In order to start, you need to determine the type of communication running on the CAN BUS. You’ll often want to identify a certain signal or the way a certain component talks—for example, now the car unlocks or how the drivetrain works. In order to do so, locate the bus those target components use, and then reverse engineer, analysis the packets traveling on that CAN BUS to identify their purpose and get information from them.
To monitor the activity on your CAN, you need a device that can monitor and generate CAN packets, such as the ones that you already learned in previous blogs.
There are a ton of these devices and application on the market. The cheap OBD-II devices that sell for under $20 technically work, but their sniffers are slow and will miss a lot of packets and information about our car. It’s always best to have a device that’s as open as possible because it’ll work with the majority of software tools—open source hardware and software is ideal. However, a proprietary device specifically designed to sniff CAN should still work. We’ll look at using “candump”, from the can-utils suite, and Wireshark to capture and filter the packets these two tools will work together like butter 🙂 .

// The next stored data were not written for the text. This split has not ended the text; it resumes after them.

//! Node result caching.
//!
//! Results of cacheable nodes are stored under a fingerprint of the node
//! type and its resolved inputs. The in-memory backend bounds itself with
//! TTL expiry plus least-recently-used eviction; the remote backend shares
//! entries across engine processes and degrades to a miss on any failure.

use async_trait::async_trait;
use std::collections::HashMap;
use std::fmt;
use std::sync::Mutex;
use std::time::Duration;
use tokio::time::Instant;
use uuid::Uuid;
use weftcore::SlotValues;

/// Namespace for result fingerprints; never reuse it for other ids.
const FINGERPRINT_NAMESPACE: Uuid = Uuid::from_u128(0x4b9c6f512a3e4c789d108f6a3b2d1e05);

/// Deterministic cache key for a node's work
#[derive(Debug, Clone, Copy, PartialEq, Eq, Hash)]
pub struct Fingerprint(Uuid);

impl Fingerprint {
    /// UUIDv5 over the canonical JSON of the node type and resolved inputs.
    /// Canonical means object keys are sorted, so the same inputs yield the
    /// same fingerprint in every process and on every host.
    pub fn compute(node_type: &str, inputs: &SlotValues) -> weftcore::Result<Self> {
        let canonical = serde_json::to_value((node_type, inputs))?;
        let bytes = serde_json::to_vec(&canonical)?;
        Ok(Self(Uuid::new_v5(&FINGERPRINT_NAMESPACE, &bytes)))
    }
}

impl fmt::Display for Fingerprint {
    fn fmt(&self, f: &mut fmt::Formatter<'_>) -> fmt::Result {
        write!(f, "{}", self.0.simple())
    }
}

/// Pluggable fingerprint-to-value store shared across concurrent runs
#[async_trait]
pub trait ResultCache: Send + Sync {
    async fn get(&self, fingerprint: &Fingerprint) -> Option<SlotValues>;
    async fn set(&self, fingerprint: &Fingerprint, value: SlotValues, ttl: Duration);
    async fn clear(&self);
}

struct CacheEntry {
    value: SlotValues,
    expires_at: Instant,
    last_used: u64,
}

struct MemoryCacheInner {
    entries: HashMap<Fingerprint, CacheEntry>,
    /// Monotonic use counter backing the LRU order.
    clock: u64,
}

/// In-process cache with TTL expiry and LRU eviction
pub struct MemoryCache {
    max_entries: usize,
    inner: Mutex<MemoryCacheInner>,
}

impl MemoryCache {
    pub const DEFAULT_MAX_ENTRIES: usize = 1024;

    pub fn new() -> Self {
        Self::with_capacity(Self::DEFAULT_MAX_ENTRIES)
    }

    pub fn with_capacity(max_entries: usize) -> Self {
        Self {
            max_entries: max_entries.max(1),
            inner: Mutex::new(MemoryCacheInner {
                entries: HashMap::new(),
                clock: 0,
            }),
        }
    }

    /// Number of live (unexpired) entries.
    pub fn len(&self) -> usize {
        let now = Instant::now();
        self.inner
            .lock()
            .map(|inner| {
                inner
                    .entries
                    .values()
                    .filter(|e| e.expires_at > now)
                    .count()
            })
            .unwrap_or(0)
    }

    pub fn is_empty(&self) -> bool {
        self.len() == 0
    }
}

impl Default for MemoryCache {
    fn default() -> Self {
        Self::new()
    }
}

#[async_trait]
impl ResultCache for MemoryCache {
    async fn get(&self, fingerprint: &Fingerprint) -> Option<SlotValues> {
        let Ok(mut inner) = self.inner.lock() else {
            return None;
        };
        let now = Instant::now();
        let expired = matches!(
            inner.entries.get(fingerprint),
            Some(entry) if entry.expires_at <= now
        );
        if expired {
            inner.entries.remove(fingerprint);
            return None;
        }
        inner.clock += 1;
        let clock = inner.clock;
        let entry = inner.entries.get_mut(fingerprint)?;
        entry.last_used = clock;
        Some(entry.value.clone())
    }

    async fn set(&self, fingerprint: &Fingerprint, value: SlotValues, ttl: Duration) {
        let Ok(mut inner) = self.inner.lock() else {
            return;
        };
        let now = Instant::now();
        if !inner.entries.contains_key(fingerprint) && inner.entries.len() >= self.max_entries {
            // Prefer dropping something already expired; otherwise the
            // least recently used entry goes.
            let victim = inner
                .entries
                .iter()
                .find(|(_, e)| e.expires_at <= now)
                .map(|(k, _)| *k)
                .or_else(|| {
                    inner
                        .entries
                        .iter()
                        .min_by_key(|(_, e)| e.last_used)
                        .map(|(k, _)| *k)
                });
            if let Some(victim) = victim {
                inner.entries.remove(&victim);
            }
        }
        inner.clock += 1;
        let clock = inner.clock;
        inner.entries.insert(
            *fingerprint,
            CacheEntry {
                value,
                expires_at: now + ttl,
                last_used: clock,
            },
        );
    }

    async fn clear(&self) {
        if let Ok(mut inner) = self.inner.lock() {
            inner.entries.clear();
        }
    }
}

/// Shared cache service spoken to over HTTP. Any transport or protocol
/// failure degrades to a miss so caching never blocks execution.
pub struct RemoteCache {
    client: reqwest::Client,
    base_url: String,
}

impl RemoteCache {
    pub fn new(base_url: impl Into<String>) -> Self {
        let base_url = base_url.into().trim_end_matches('/').to_string();
        Self {
            client: reqwest::Client::new(),
            base_url,
        }
    }

    fn entry_url(&self, fingerprint: &Fingerprint) -> String {
        format!("{}/cache/{}", self.base_url, fingerprint)
    }
}

#[async_trait]
impl ResultCache for RemoteCache {
    async fn get(&self, fingerprint: &Fingerprint) -> Option<SlotValues> {
        let response = match self.client.get(self.entry_url(fingerprint)).send().await {
            Ok(response) => response,
            Err(e) => {
                tracing::warn!("Remote cache unreachable: {}", e);
                return None;
            }
        };
        if response.status() == reqwest::StatusCode::NOT_FOUND {
            return None;
        }
        if !response.status().is_success() {
            tracing::warn!("Remote cache get failed: {}", response.status());
            return None;
        }
        match response.json::<SlotValues>().await {
            Ok(value) => Some(value),
            Err(e) => {
                tracing::warn!("Remote cache returned an invalid body: {}", e);
                None
            }
        }
    }

    async fn set(&self, fingerprint: &Fingerprint, value: SlotValues, ttl: Duration) {
        let url = format!("{}?ttl_secs={}", self.entry_url(fingerprint), ttl.as_secs());
        match self.client.put(url).json(&value).send().await {
            Ok(response) if !response.status().is_success() => {
                tracing::warn!("Remote cache store failed: {}", response.status());
            }
            Err(e) => {
                tracing::warn!("Remote cache store failed: {}", e);
            }
            _ => {}
        }
    }

    async fn clear(&self) {
        let url = format!("{}/cache", self.base_url);
        if let Err(e) = self.client.delete(url).send().await {
            tracing::warn!("Remote cache clear failed: {}", e);
        }
    }
}

#[cfg(test)]
mod tests {
    use super::*;
    use weftcore::Value;

    fn inputs(pairs: &[(&str, f64)]) -> SlotValues {
        pairs
            .iter()
            .map(|(k, v)| (k.to_string(), Value::Number(*v)))
            .collect()
    }

    #[test]
    fn fingerprint_ignores_key_order() {
        let mut a = SlotValues::new();
        a.insert("x".to_string(), Value::Number(1.0));
        a.insert("y".to_string(), Value::from("s"));
        let mut b = SlotValues::new();
        b.insert("y".to_string(), Value::from("s"));
        b.insert("x".to_string(), Value::Number(1.0));
        assert_eq!(
            Fingerprint::compute("math.add", &a).unwrap(),
            Fingerprint::compute("math.add", &b).unwrap()
        );
    }

    #[test]
    fn fingerprint_separates_types_and_values() {
        let base = inputs(&[("value", 5.0)]);
        let fp = Fingerprint::compute("math.add", &base).unwrap();
        assert_ne!(fp, Fingerprint::compute("math.mul", &base).unwrap());
        assert_ne!(
            fp,
            Fingerprint::compute("math.add", &inputs(&[("value", 6.0)])).unwrap()
        );
    }

    #[tokio::test]
    async fn memory_cache_round_trips() {
        let cache = MemoryCache::new();
        let fp = Fingerprint::compute("t", &inputs(&[("a", 1.0)])).unwrap();
        assert!(cache.get(&fp).await.is_none());
        cache.set(&fp, inputs(&[("out", 2.0)]), Duration::from_secs(60)).await;
        assert_eq!(cache.get(&fp).await, Some(inputs(&[("out", 2.0)])));
        cache.clear().await;
        assert!(cache.get(&fp).await.is_none());
    }

    #[tokio::test(start_paused = true)]
    async fn entries_expire_after_ttl() {
        let cache = MemoryCache::new();
        let fp = Fingerprint::compute("t", &inputs(&[("a", 1.0)])).unwrap();
        cache.set(&fp, inputs(&[("out", 2.0)]), Duration::from_secs(10)).await;
        tokio::time::advance(Duration::from_secs(9)).await;
        assert!(cache.get(&fp).await.is_some());
        tokio::time::advance(Duration::from_secs(2)).await;
        assert!(cache.get(&fp).await.is_none());
        assert_eq!(cache.len(), 0);
    }

    #[tokio::test]
    async fn least_recently_used_entry_is_evicted_at_capacity() {
        let cache = MemoryCache::with_capacity(2);
        let ttl = Duration::from_secs(60);
        let first = Fingerprint::compute("t", &inputs(&[("a", 1.0)])).unwrap();
        let second = Fingerprint::compute("t", &inputs(&[("a", 2.0)])).unwrap();
        let third = Fingerprint::compute("t", &inputs(&[("a", 3.0)])).unwrap();

        cache.set(&first, inputs(&[("out", 1.0)]), ttl).await;
        cache.set(&second, inputs(&[("out", 2.0)]), ttl).await;
        // Touch the first entry so the second becomes least recently used.
        assert!(cache.get(&first).await.is_some());
        cache.set(&third, inputs(&[("out", 3.0)]), ttl).await;

        assert!(cache.get(&first).await.is_some());
        assert!(cache.get(&second).await.is_none());
        assert!(cache.get(&third).await.is_some());
    }
}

Generic and over standardized packet analysis won’t work for CAN because CAN packets are unique to each vehicle’s make and model. Also, because there’s so much noise on the CAN, it’s too cumbersome to sort through every packet as it flows by in sequence.
Wireshark is a common network monitoring analysis tool. If your background is in networking, your first instinct may be to use Wireshark to look at CAN packets because Wireshark is open source and User friendly interface can help you on this. What you’ve learned in this blog technically works, but we will soon see why Wireshark is not the best tool for the job.

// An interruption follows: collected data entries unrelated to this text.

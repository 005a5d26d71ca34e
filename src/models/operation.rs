//! Closed catalog of pass-through pwndbg operations.
//!
//! Each operation maps to one literal base command and at most one
//! argument slot. The argument, when present, is appended after a single
//! space with no further escaping.

use std::fmt::{Display, Formatter};

/// Argument slot accepted by an operation.
#[derive(Debug, Clone, Copy, PartialEq, Eq)]
pub enum ArgSlot {
    /// No argument.
    None,
    /// Optional argument named by the tool schema.
    Optional(&'static str),
    /// Required argument named by the tool schema.
    Required(&'static str),
}

impl ArgSlot {
    /// Schema property name, if the slot takes an argument.
    #[must_use]
    pub fn name(self) -> Option<&'static str> {
        match self {
            Self::None => None,
            Self::Optional(name) | Self::Required(name) => Some(name),
        }
    }
}

/// Static description of one operation.
#[derive(Debug, Clone, Copy, PartialEq, Eq)]
pub struct OperationSpec {
    /// MCP tool name.
    pub tool: &'static str,
    /// Literal command sent to the debugger.
    pub base_command: &'static str,
    /// Argument slot.
    pub argument: ArgSlot,
    /// Tool description shown to MCP clients.
    pub description: &'static str,
}

/// A required argument was missing or blank.
#[derive(Debug, Clone, Copy, PartialEq, Eq)]
pub struct MissingArgument(pub &'static str);

impl Display for MissingArgument {
    fn fmt(&self, f: &mut Formatter<'_>) -> std::fmt::Result {
        write!(f, "missing required argument `{}`", self.0)
    }
}

impl std::error::Error for MissingArgument {}

/// Pass-through debugger operations.
#[derive(Debug, Clone, Copy, PartialEq, Eq, Hash)]
pub enum Operation {
    /// Heap summary.
    Heap,
    /// All bin states.
    Bins,
    /// Heap chunk visualization.
    Vis,
    /// Single chunk analysis.
    MallocChunk,
    /// Binary hardening flags.
    Checksec,
    /// Memory mappings.
    Vmmap,
    /// Stack canary.
    Canary,
    /// Register state.
    Regs,
    /// Stack contents.
    Stack,
    /// Pointer-chasing memory dump.
    Telescope,
    /// Full context view.
    Context,
    /// Memory value search.
    Search,
    /// Pattern search.
    Find,
    /// GOT entries.
    Got,
    /// PLT entries.
    Plt,
    /// ROP gadget search.
    Rop,
}

impl Operation {
    /// Every operation in tool-listing order.
    pub const ALL: [Operation; 16] = [
        Self::Heap,
        Self::Bins,
        Self::Vis,
        Self::MallocChunk,
        Self::Checksec,
        Self::Vmmap,
        Self::Canary,
        Self::Regs,
        Self::Stack,
        Self::Telescope,
        Self::Context,
        Self::Search,
        Self::Find,
        Self::Got,
        Self::Plt,
        Self::Rop,
    ];

    /// Lookup table entry for this operation.
    #[must_use]
    pub const fn spec(self) -> OperationSpec {
        let (tool, base_command, argument, description) = match self {
            Self::Heap => ("heap", "heap", ArgSlot::None, "Summarize the heap state"),
            Self::Bins => ("bins", "bins", ArgSlot::None, "Show the state of all bins"),
            Self::Vis => (
                "vis",
                "vis_heap_chunks",
                ArgSlot::None,
                "Visualize heap chunks",
            ),
            Self::MallocChunk => (
                "malloc_chunk",
                "chunk",
                ArgSlot::Required("address"),
                "Analyze the malloc chunk at an address",
            ),
            Self::Checksec => (
                "checksec",
                "checksec",
                ArgSlot::None,
                "Check binary security features",
            ),
            Self::Vmmap => ("vmmap", "vmmap", ArgSlot::None, "Show memory mappings"),
            Self::Canary => ("canary", "canary", ArgSlot::None, "Show the stack canary"),
            Self::Regs => ("regs", "registers", ArgSlot::None, "Show register state"),
            Self::Stack => ("stack", "stack", ArgSlot::None, "Show stack contents"),
            Self::Telescope => (
                "telescope",
                "telescope",
                ArgSlot::Optional("address"),
                "Dump memory while dereferencing pointers",
            ),
            Self::Context => ("context", "context", ArgSlot::None, "Show the full context"),
            Self::Search => (
                "search",
                "search",
                ArgSlot::Required("pattern"),
                "Search memory for a value",
            ),
            Self::Find => (
                "find",
                "find",
                ArgSlot::Required("pattern"),
                "Search for a pattern",
            ),
            Self::Got => ("got", "got", ArgSlot::None, "Show the GOT table"),
            Self::Plt => ("plt", "plt", ArgSlot::None, "Show the PLT table"),
            Self::Rop => ("rop", "rop", ArgSlot::None, "Search for ROP gadgets"),
        };
        OperationSpec {
            tool,
            base_command,
            argument,
            description,
        }
    }

    /// Resolve an operation by its MCP tool name.
    #[must_use]
    pub fn from_tool_name(name: &str) -> Option<Self> {
        Self::ALL.into_iter().find(|op| op.spec().tool == name)
    }

    /// Build the literal debugger command for this operation.
    ///
    /// Blank arguments count as absent.
    ///
    /// # Errors
    ///
    /// Returns [`MissingArgument`] when a required argument is absent.
    pub fn command(self, argument: Option<&str>) -> Result<String, MissingArgument> {
        let spec = self.spec();
        let argument = argument.map(str::trim).filter(|arg| !arg.is_empty());
        match (spec.argument, argument) {
            (ArgSlot::None, _) | (ArgSlot::Optional(_), None) => Ok(spec.base_command.to_owned()),
            (ArgSlot::Optional(_) | ArgSlot::Required(_), Some(arg)) => {
                Ok(format!("{} {arg}", spec.base_command))
            }
            (ArgSlot::Required(name), None) => Err(MissingArgument(name)),
        }
    }

    /// Whether the built command carries caller-supplied text.
    #[must_use]
    pub fn takes_argument(self) -> bool {
        !matches!(self.spec().argument, ArgSlot::None)
    }
}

If you want to use Wireshark to capture CAN packets, you can do so together with SocketCAN. Wireshark can listen on both canX and vcanX devices, but not on slcanX because serial-link devices are not true netlink devices and they need a translation daemon in order for them to work. If you need to use a slcanX device with Wireshark, try changing the name from slcanX to canX.
If renaming the interface doesn’t work or you simply need to move
CAN packets from an interface that Wireshark can’t read to one it can, you
can bridge the two interfaces. You’ll need to use candump from the can-utils
package in bridge mode to send packets from slcan0 to vcan0.